**TASK TO CARRY OUT:**
The line containing "the reply body." marks the end: write out exactly every line from the first line of the data below through that line, and only those.

**GIVEN RECORDS:**
=== Begin Enclosure ===
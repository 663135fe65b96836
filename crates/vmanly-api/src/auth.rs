// Session handshake
//
// Form login against `/j_security_check` sets the `JSESSIONID` cookie in
// the client's jar. Controllers from 19.2 on additionally require the
// XSRF token from `client/token` on every dataservice request.

use secrecy::{ExposeSecret, SecretString};
use tracing::debug;

use crate::client::VmanageClient;
use crate::error::Error;

impl VmanageClient {
    /// Authenticate with username/password and fetch the XSRF token.
    ///
    /// The login endpoint answers HTTP 200 in both cases; a rejected login
    /// is recognised by the HTML login page in the reply body.
    pub async fn login(&self, username: &str, password: &SecretString) -> Result<(), Error> {
        let url = self.root_url("/j_security_check")?;
        debug!("logging in at {url}");

        let resp = self
            .http()
            .post(url)
            .form(&[
                ("j_username", username),
                ("j_password", password.expose_secret()),
            ])
            .send()
            .await?;

        let status = resp.status();
        let body = resp.text().await.unwrap_or_default();
        if !status.is_success() {
            return Err(Error::Authentication {
                message: format!("login failed (HTTP {status})"),
            });
        }
        if body.to_ascii_lowercase().contains("<html") {
            return Err(Error::Authentication {
                message: format!("controller rejected the credentials for {username}"),
            });
        }

        self.fetch_xsrf_token().await?;
        debug!("login successful");
        Ok(())
    }

    /// `GET client/token`. Older controllers don't have the endpoint, in
    /// which case requests go out without the header.
    async fn fetch_xsrf_token(&self) -> Result<(), Error> {
        let url = self.api_url("client/token")?;
        debug!("GET {url}");
        let resp = self.http().get(url).send().await?;

        if resp.status() == reqwest::StatusCode::NOT_FOUND {
            debug!("controller has no token endpoint; continuing without XSRF token");
            self.set_xsrf_token(None);
            return Ok(());
        }
        if !resp.status().is_success() {
            return Err(Error::Authentication {
                message: format!("token request failed (HTTP {})", resp.status()),
            });
        }

        let token = resp.text().await?;
        let token = token.trim();
        if token.is_empty() || token.starts_with('<') {
            return Err(Error::Authentication {
                message: "session was not established (no XSRF token)".into(),
            });
        }
        self.set_xsrf_token(Some(token.to_owned()));
        Ok(())
    }

    /// End the current session.
    pub async fn logout(&self) -> Result<(), Error> {
        let url = self.root_url("/logout?nocache=")?;
        debug!("logging out at {url}");
        let _resp = self.http().get(url).send().await?;
        self.set_xsrf_token(None);
        debug!("logout complete");
        Ok(())
    }
}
=== End Enclosure ===
**EXPECTED OUTPUT:**
repository 663135fe65b96836
filename crates/vmanly-api/src/auth.rs
// Session handshake
//
// Form login against `/j_security_check` sets the `JSESSIONID` cookie in
// the client's jar. Controllers from 19.2 on additionally require the
// XSRF token from `client/token` on every dataservice request.

use secrecy::{ExposeSecret, SecretString};
use tracing::debug;

use crate::client::VmanageClient;
use crate::error::Error;

impl VmanageClient {
    /// Authenticate with username/password and fetch the XSRF token.
    ///
    /// The login endpoint answers HTTP 200 in both cases; a rejected login
    /// is recognised by the HTML login page in the reply body.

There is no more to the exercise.